- _TASK DIRECTIONS_
Copy each line of the data that has "both" in it.

- _Collected data entries_
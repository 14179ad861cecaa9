//! Registry of the modules frozen into one registry unit
//!
//! The ModuleRegistry is the single source of truth for which modules end up
//! in the generated lookup table. It keeps them in discovery order, so the
//! emitted table is stable across runs.

use std::{
    fs,
    path::{Path, PathBuf},
    time::UNIX_EPOCH,
};

use anyhow::{Context, Result};
use log::{debug, info, warn};

use crate::{
    config::Config,
    marshal,
    target_runtime::{ModuleSpec, TargetRuntime},
    types::{FxIndexMap, FxIndexSet},
    value::Code,
};

/// Everything the registry template needs about one module
#[derive(Debug, Clone)]
pub struct FrozenModule {
    /// Fully qualified import name (e.g., "encodings.utf_8")
    pub name: String,
    pub code: Code,
    /// Packages get a `__path__` when imported
    pub is_package: bool,
    /// Enclosing package, empty for top-level modules
    pub parent: String,
    /// Source file the code was compiled from
    pub origin: Option<PathBuf>,
    /// Cache file the interpreter would have used
    pub cached: Option<PathBuf>,
}

/// Insertion-ordered set of modules to freeze
#[derive(Debug, Clone, Default)]
pub struct ModuleRegistry {
    /// Map from module name to complete module information
    modules: FxIndexMap<String, FrozenModule>,
    /// Map from source path to module name for fast lookups
    path_to_name: FxIndexMap<PathBuf, String>,
}

impl ModuleRegistry {
    /// Create a new empty module registry
    pub fn new() -> Self {
        Self::default()
    }

    /// Add a module to the registry
    ///
    /// Registering the same module twice is a no-op. Registering a name
    /// again with a different origin is a discovery bug and panics.
    pub fn add_module(&mut self, module: FrozenModule) {
        if let Some(existing) = self.modules.get(&module.name) {
            assert!(
                existing.origin == module.origin,
                "Attempting to register module {} from two origins: {:?} and {:?}",
                module.name,
                existing.origin,
                module.origin
            );
            debug!("Module {} already registered", module.name);
            return;
        }

        if let Some(origin) = &module.origin {
            if let Some(other) = self.path_to_name.get(origin) {
                debug!(
                    "Source {} is registered as both {} and {}",
                    origin.display(),
                    other,
                    module.name
                );
            } else {
                self.path_to_name
                    .insert(origin.clone(), module.name.clone());
            }
        }
        self.modules.insert(module.name.clone(), module);
    }

    /// Get module info by name
    pub fn get_by_name(&self, name: &str) -> Option<&FrozenModule> {
        self.modules.get(name)
    }

    /// Get the module name registered for a source path
    pub fn get_name_by_path(&self, path: &Path) -> Option<&str> {
        self.path_to_name.get(path).map(String::as_str)
    }

    /// Iterate over all modules in registration order
    pub fn iter(&self) -> impl Iterator<Item = &FrozenModule> {
        self.modules.values()
    }

    /// Get total number of modules in the registry
    pub fn len(&self) -> usize {
        self.modules.len()
    }

    /// Check if the registry is empty
    pub fn is_empty(&self) -> bool {
        self.modules.is_empty()
    }

    /// Get all module names
    pub fn module_names(&self) -> impl Iterator<Item = &str> {
        self.modules.keys().map(String::as_str)
    }
}

/// Name the interpreter gives the script it runs; never importable
const MAIN_MODULE: &str = "__main__";

/// Names to freeze: startup modules, then extras, minus exclusions
///
/// Excluding a package excludes its submodules too. Order is preserved and
/// duplicates are dropped. `__main__` is always left out.
pub fn select_module_names(
    startup: &[String],
    extras: &[String],
    excludes: &[String],
) -> Vec<String> {
    let is_excluded = |name: &str| {
        name == MAIN_MODULE
            || excludes.iter().any(|excluded| {
                name == excluded
                    || name
                        .strip_prefix(excluded.as_str())
                        .is_some_and(|rest| rest.starts_with('.'))
            })
    };

    let selected: FxIndexSet<&String> = startup
        .iter()
        .chain(extras)
        .filter(|name| !is_excluded(name))
        .collect();
    selected.into_iter().cloned().collect()
}

/// Build the registry for the modules the target loads at startup
pub fn discover_modules(
    runtime: &TargetRuntime,
    config: &Config,
    extra_modules: &[String],
) -> Result<ModuleRegistry> {
    let magic = runtime.magic_number()?;
    let startup = runtime
        .startup_modules()
        .context("Failed to list the target's startup modules")?;

    let extras: Vec<String> = config
        .extra_modules
        .iter()
        .chain(extra_modules)
        .cloned()
        .collect();
    let names = select_module_names(&startup, &extras, &config.exclude_modules);
    debug!(
        "Selected {} of {} startup modules plus {} extras",
        names.len(),
        startup.len(),
        extras.len()
    );

    let specs = runtime
        .find_specs(&names)
        .context("Failed to locate modules in the target interpreter")?;

    let mut registry = ModuleRegistry::new();
    for spec in specs {
        let requested = extras.contains(&spec.name);
        // Aliases such as `os.path` share their source with another module
        let alias_of = spec
            .origin
            .as_deref()
            .and_then(|origin| registry.get_name_by_path(origin))
            .and_then(|name| registry.get_by_name(name));
        let code = match alias_of {
            Some(module) => {
                debug!("Module {} shares its source with {}", spec.name, module.name);
                Some(module.code.clone())
            }
            None => load_module_code(runtime, &spec, &magic)?,
        };
        let Some(code) = code else {
            if requested {
                warn!(
                    "Module {} has no Python code to freeze, skipping",
                    spec.name
                );
            } else {
                debug!("Skipping built-in or extension module {}", spec.name);
            }
            continue;
        };
        registry.add_module(FrozenModule {
            name: spec.name,
            code,
            is_package: spec.is_package,
            parent: spec.parent,
            origin: spec.origin,
            cached: spec.cached,
        });
    }

    info!("Discovered {} modules to freeze", registry.len());
    debug!(
        "Modules to freeze: {}",
        registry.module_names().collect::<Vec<_>>().join(", ")
    );
    Ok(registry)
}

/// Code for one module, `None` when it has no Python code
///
/// A fresh cache file is decoded directly; otherwise the source is compiled
/// by the target.
fn load_module_code(
    runtime: &TargetRuntime,
    spec: &ModuleSpec,
    magic: &[u8; 4],
) -> Result<Option<Code>> {
    let Some(origin) = &spec.origin else {
        return Ok(None);
    };
    match origin.extension().and_then(|ext| ext.to_str()) {
        Some("py") => {}
        Some("pyc") => {
            let data = fs::read(origin)
                .with_context(|| format!("Failed to read {}", origin.display()))?;
            return marshal::load_pyc(&data, Some(magic))
                .with_context(|| format!("Failed to load {}", origin.display()))
                .map(Some);
        }
        _ => return Ok(None),
    }

    if let Some(cached) = &spec.cached
        && let Some(data) = read_fresh_cache(origin, cached)?
    {
        debug!("Using cache file {} for {}", cached.display(), spec.name);
        return marshal::load_pyc(&data, Some(magic))
            .with_context(|| format!("Failed to load {}", cached.display()))
            .map(Some);
    }

    debug!("Compiling {} for {}", origin.display(), spec.name);
    runtime.compile_source(origin).map(Some)
}

/// Contents of `cached` if it exists and was written for the current `source`
fn read_fresh_cache(source: &Path, cached: &Path) -> Result<Option<Vec<u8>>> {
    let Ok(data) = fs::read(cached) else {
        return Ok(None);
    };
    let metadata = fs::metadata(source)
        .with_context(|| format!("Failed to stat {}", source.display()))?;
    // The header stores both fields truncated to 32 bits
    let mtime = metadata
        .modified()
        .ok()
        .and_then(|modified| modified.duration_since(UNIX_EPOCH).ok())
        .map_or(0, |elapsed| elapsed.as_secs() as u32);
    let size = metadata.len() as u32;
    Ok(marshal::pyc_matches_source(&data, mtime, size).then_some(data))
}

- _YOUR SOLUTION_
                    "Source {} is registered as both {} and {}",
    // The header stores both fields truncated to 32 bits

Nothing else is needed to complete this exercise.